//! Game State Definitions
//!
//! The server-owned entity store: players, harpoons, treasures, scores.
//! Uses BTreeMap for deterministic iteration order; snapshot blocks are
//! emitted in id order, so the wire layout depends on it.

use std::collections::BTreeMap;

use serde::{Deserialize, Serialize};

use crate::core::quat::Quat;
use crate::core::vec3::Vec3;
use crate::game::level::LevelData;

/// Length of the fixed nickname field, on the wire and in memory.
pub const NICKNAME_LEN: usize = 15;

/// Points needed to win the match.
pub const MAX_POINTS: u32 = 3;

// =============================================================================
// PLAYER ID
// =============================================================================

/// Unique player identifier, assigned sequentially in join order.
///
/// Ids double as the snapshot block index, so they are dense: `0..player_count`.
#[derive(Clone, Copy, Debug, PartialEq, Eq, PartialOrd, Ord, Hash, Serialize, Deserialize)]
#[derive(Default)]
pub struct PlayerId(pub u32);

impl PlayerId {
    /// Create from a raw index.
    #[inline]
    pub const fn new(index: u32) -> Self {
        Self(index)
    }

    /// Raw index.
    #[inline]
    pub const fn index(self) -> u32 {
        self.0
    }
}

// =============================================================================
// TEAM
// =============================================================================

/// One of the two competing teams.
#[derive(Clone, Copy, Debug, PartialEq, Eq, PartialOrd, Ord, Hash, Serialize, Deserialize)]
#[repr(u8)]
#[derive(Default)]
pub enum Team {
    #[default]
    Red = 0,
    Blue = 1,
}

impl Team {
    /// The other team.
    #[inline]
    pub fn opponent(self) -> Team {
        match self {
            Team::Red => Team::Blue,
            Team::Blue => Team::Red,
        }
    }

    /// Index into per-team arrays (scores, treasures, spawns).
    #[inline]
    pub const fn index(self) -> usize {
        self as usize
    }

    /// Get team from index (0-1).
    pub fn from_index(index: u32) -> Option<Team> {
        match index {
            0 => Some(Team::Red),
            1 => Some(Team::Blue),
            _ => None,
        }
    }
}

// =============================================================================
// NICKNAME
// =============================================================================

/// Fixed-width nickname, space-padded to `NICKNAME_LEN` bytes.
#[derive(Clone, Copy, PartialEq, Eq, Serialize, Deserialize)]
pub struct Nickname(pub [u8; NICKNAME_LEN]);

impl Nickname {
    /// Build from a string, truncating and space-padding to the fixed width.
    pub fn from_str(s: &str) -> Self {
        let mut bytes = [b' '; NICKNAME_LEN];
        for (dst, src) in bytes.iter_mut().zip(s.bytes()) {
            *dst = src;
        }
        Self(bytes)
    }

    /// Build from raw wire bytes.
    #[inline]
    pub const fn from_bytes(bytes: [u8; NICKNAME_LEN]) -> Self {
        Self(bytes)
    }

    /// Raw padded bytes, as sent on the wire.
    #[inline]
    pub const fn as_bytes(&self) -> &[u8; NICKNAME_LEN] {
        &self.0
    }

    /// Trimmed, lossy view for display and logs.
    pub fn display(&self) -> String {
        String::from_utf8_lossy(&self.0).trim_end().to_string()
    }
}

impl Default for Nickname {
    fn default() -> Self {
        Self::from_str("anon")
    }
}

impl std::fmt::Debug for Nickname {
    fn fmt(&self, f: &mut std::fmt::Formatter<'_>) -> std::fmt::Result {
        write!(f, "Nickname({:?})", self.display())
    }
}

// =============================================================================
// PLAYER STATE
// =============================================================================

/// State of a single player.
///
/// Pose fields are client-reported (the owning client is authoritative for
/// its own movement); everything else is mutated only by the simulation.
#[derive(Clone, Debug, Serialize, Deserialize)]
pub struct Player {
    /// Unique player ID
    pub id: PlayerId,

    /// Team membership (fixed after the lobby)
    pub team: Team,

    /// Display name
    pub nickname: Nickname,

    /// Current position
    pub position: Vec3,

    /// Current velocity
    pub velocity: Vec3,

    /// Current orientation (unit quaternion)
    pub rotation: Quat,

    /// Which treasures this player is carrying (indexed by team)
    pub has_treasure: [bool; 2],

    /// Currently stunned by a harpoon hit
    pub is_shot: bool,

    /// Seconds of stun remaining (counts down while `is_shot`)
    pub stun_remaining: f32,

    /// Edge-triggered fire intent, consumed by the harpoon pre-update
    pub shot_harpoon: bool,

    /// Edge-triggered grab/drop intent, consumed by the treasure update
    pub grab: bool,

    /// False once the owning connection has gone away mid-match
    pub connected: bool,
}

impl Player {
    /// Collision sphere radius.
    pub const RADIUS: f32 = 1.0;

    /// Create a new player at a spawn transform.
    pub fn new(id: PlayerId, team: Team, nickname: Nickname, position: Vec3, rotation: Quat) -> Self {
        Self {
            id,
            team,
            nickname,
            position,
            velocity: Vec3::ZERO,
            rotation,
            has_treasure: [false; 2],
            is_shot: false,
            stun_remaining: 0.0,
            shot_harpoon: false,
            grab: false,
            connected: true,
        }
    }

    /// Is this player carrying either treasure?
    #[inline]
    pub fn holds_any_treasure(&self) -> bool {
        self.has_treasure[0] || self.has_treasure[1]
    }

    /// Stun the player for `duration` seconds. Refreshes an ongoing stun.
    pub fn stun(&mut self, duration: f32) {
        self.is_shot = true;
        self.stun_remaining = self.stun_remaining.max(duration);
    }

    /// Decay the stun timer; clears `is_shot` when it elapses.
    pub fn update_stun(&mut self, dt: f32) {
        if !self.is_shot {
            return;
        }
        self.stun_remaining -= dt;
        if self.stun_remaining <= 0.0 {
            self.stun_remaining = 0.0;
            self.is_shot = false;
        }
    }
}

// =============================================================================
// HARPOON STATE
// =============================================================================

/// Lifecycle state of a harpoon. Wire-encoded as i32 (0..=3).
#[derive(Clone, Copy, Debug, PartialEq, Eq, Serialize, Deserialize)]
#[repr(i32)]
#[derive(Default)]
pub enum HarpoonState {
    /// Rigidly attached to the owner's gun
    #[default]
    Held = 0,
    /// In flight, tethered to the owner
    Firing = 1,
    /// Stuck in level geometry
    Landed = 2,
    /// Homing back toward the muzzle
    Retracting = 3,
}

impl HarpoonState {
    /// Wire representation.
    #[inline]
    pub const fn to_wire(self) -> i32 {
        self as i32
    }

    /// Decode the wire representation.
    pub fn from_wire(value: i32) -> Option<HarpoonState> {
        match value {
            0 => Some(HarpoonState::Held),
            1 => Some(HarpoonState::Firing),
            2 => Some(HarpoonState::Landed),
            3 => Some(HarpoonState::Retracting),
            _ => None,
        }
    }
}

/// A player's harpoon. Exactly one exists per player, created with it.
#[derive(Clone, Debug, Serialize, Deserialize)]
pub struct Harpoon {
    /// Owning player
    pub owner: PlayerId,

    /// Lifecycle state
    pub state: HarpoonState,

    /// Current position (center of the shaft)
    pub position: Vec3,

    /// Current velocity (meaningful in Firing/Retracting)
    pub velocity: Vec3,

    /// Current orientation; follows the velocity while in flight
    pub rotation: Quat,

    /// Seconds spent in `Landed` so far
    pub landed_time: f32,
}

impl Harpoon {
    /// Collision sphere radius (tip).
    pub const RADIUS: f32 = 0.15;

    /// Shaft length, tip to back end.
    pub const LENGTH: f32 = 1.0;

    /// Flight and retraction speed.
    pub const SPEED: f32 = 20.0;

    /// Max distance from the owner before a fired harpoon retracts.
    pub const TETHER_DISTANCE: f32 = 15.0;

    /// Seconds a landed harpoon stays stuck before retracting.
    pub const LANDED_TIMEOUT: f32 = 3.0;

    /// How close the back end must come to the muzzle to count as returned.
    pub const MUZZLE_EPSILON: f32 = 0.2;

    /// Create a held harpoon for `owner`.
    pub fn new(owner: PlayerId) -> Self {
        Self {
            owner,
            state: HarpoonState::Held,
            position: Vec3::ZERO,
            velocity: Vec3::ZERO,
            rotation: Quat::IDENTITY,
            landed_time: 0.0,
        }
    }

    /// World position of the shaft's back end (opposite the tip).
    #[inline]
    pub fn back_end(&self) -> Vec3 {
        self.position - self.rotation.forward().scale(Self::LENGTH * 0.5)
    }
}

// =============================================================================
// TREASURE STATE
// =============================================================================

/// One team's treasure. Grabbing the *other* team's treasure and carrying it
/// to your own spawn scores a point.
#[derive(Clone, Debug, Serialize, Deserialize)]
pub struct Treasure {
    /// Team this treasure belongs to
    pub team: Team,

    /// Current position
    pub position: Vec3,

    /// Current orientation
    pub rotation: Quat,

    /// Carrier, if any (wire sentinel -1 when none)
    pub held_by: Option<PlayerId>,

    /// Settling after a forced drop (carrier was shot)
    pub dropping: bool,

    /// Seconds spent unheld away from home (drives auto-return)
    pub away_time: f32,

    /// Home anchor the treasure returns and scores against
    pub home: Vec3,
}

impl Treasure {
    /// Collision sphere radius.
    pub const RADIUS: f32 = 0.5;

    /// Radius around home anchors used for auto-return and scoring.
    pub const HOME_RADIUS: f32 = 2.0;

    /// Seconds away from home before an unheld treasure snaps back.
    pub const RETURN_TIMEOUT: f32 = 10.0;

    /// Create a treasure at its home anchor.
    pub fn new(team: Team, home: Vec3) -> Self {
        Self {
            team,
            position: home,
            rotation: Quat::IDENTITY,
            held_by: None,
            dropping: false,
            away_time: 0.0,
            home,
        }
    }

    /// Snap back to the home anchor, clearing transient state.
    pub fn reset_home(&mut self) {
        self.position = self.home;
        self.rotation = Quat::IDENTITY;
        self.held_by = None;
        self.dropping = false;
        self.away_time = 0.0;
    }
}

// =============================================================================
// GAME PHASE
// =============================================================================

/// Current phase of the match.
#[derive(Clone, Copy, Debug, PartialEq, Eq, Serialize, Deserialize)]
#[derive(Default)]
pub enum GamePhase {
    /// Waiting in the lobby for everyone to ready up
    #[default]
    Lobby,
    /// Active gameplay
    Playing,
    /// A team reached `MAX_POINTS`; gameplay updates are suppressed
    Ended,
}

// =============================================================================
// GAME STATE
// =============================================================================

/// Complete server-owned game state.
///
/// Uses BTreeMap for deterministic iteration order; player and harpoon maps
/// are parallel (one harpoon per player, same key).
#[derive(Clone, Debug, Serialize, Deserialize)]
pub struct GameState {
    /// Current phase
    pub phase: GamePhase,

    /// Ticks simulated since match start
    pub tick: u64,

    /// Per-team scores, indexed by `Team::index`
    pub scores: [u32; 2],

    /// All players, keyed by id
    pub players: BTreeMap<PlayerId, Player>,

    /// One harpoon per player, keyed by owner id
    pub harpoons: BTreeMap<PlayerId, Harpoon>,

    /// Both treasures, indexed by `Team::index`
    pub treasures: [Treasure; 2],
}

impl GameState {
    /// Create a fresh state with treasures at their home anchors.
    pub fn new(level: &LevelData) -> Self {
        Self {
            phase: GamePhase::Lobby,
            tick: 0,
            scores: [0, 0],
            players: BTreeMap::new(),
            harpoons: BTreeMap::new(),
            treasures: [
                Treasure::new(Team::Red, level.treasure_homes[0]),
                Treasure::new(Team::Blue, level.treasure_homes[1]),
            ],
        }
    }

    /// Add a player at their team spawn, with its harpoon (held).
    ///
    /// The harpoon is created atomically with the player; the two maps stay
    /// parallel for the lifetime of the state.
    pub fn add_player(&mut self, id: PlayerId, team: Team, nickname: Nickname, level: &LevelData) {
        let spawn = &level.team_spawns[team.index()];
        let player = Player::new(id, team, nickname, spawn.position, spawn.rotation);
        self.players.insert(id, player);
        self.harpoons.insert(id, Harpoon::new(id));
    }

    /// Number of players (connected or not) in the store.
    #[inline]
    pub fn player_count(&self) -> usize {
        self.players.len()
    }

    /// Get a player by ID.
    pub fn get_player(&self, id: PlayerId) -> Option<&Player> {
        self.players.get(&id)
    }

    /// Get a player mutably by ID.
    pub fn get_player_mut(&mut self, id: PlayerId) -> Option<&mut Player> {
        self.players.get_mut(&id)
    }

    /// The winning team, if either side has reached `MAX_POINTS`.
    pub fn winner(&self) -> Option<Team> {
        if self.scores[Team::Red.index()] >= MAX_POINTS {
            Some(Team::Red)
        } else if self.scores[Team::Blue.index()] >= MAX_POINTS {
            Some(Team::Blue)
        } else {
            None
        }
    }

    /// Check if the match has ended.
    pub fn is_ended(&self) -> bool {
        matches!(self.phase, GamePhase::Ended)
    }

    /// Release any treasure `id` is carrying; marks it `dropping` when the
    /// drop is forced (carrier was shot).
    pub fn drop_treasure_of(&mut self, id: PlayerId, forced: bool) {
        for treasure in self.treasures.iter_mut() {
            if treasure.held_by == Some(id) {
                treasure.held_by = None;
                treasure.dropping = forced;
            }
        }
        if let Some(player) = self.players.get_mut(&id) {
            player.has_treasure = [false; 2];
        }
    }

    /// Debug invariant: `has_treasure` flags mirror `held_by` exactly and no
    /// player carries more than one treasure. Compiles to nothing in
    /// release builds.
    pub fn check_possession_invariant(&self) {
        for player in self.players.values() {
            let carried = self
                .treasures
                .iter()
                .filter(|t| t.held_by == Some(player.id))
                .count();
            debug_assert!(carried <= 1, "player {:?} holds {} treasures", player.id, carried);
            for (k, treasure) in self.treasures.iter().enumerate() {
                debug_assert_eq!(
                    player.has_treasure[k],
                    treasure.held_by == Some(player.id),
                    "possession flags out of sync for player {:?}",
                    player.id
                );
            }
        }
    }
}

// =============================================================================
// TESTS
// =============================================================================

---*---

[Problem to solve]
Show every line above where "reached" is found.

[Answer to the problem]
    /// A team reached `MAX_POINTS`; gameplay updates are suppressed
    /// The winning team, if either side has reached `MAX_POINTS`.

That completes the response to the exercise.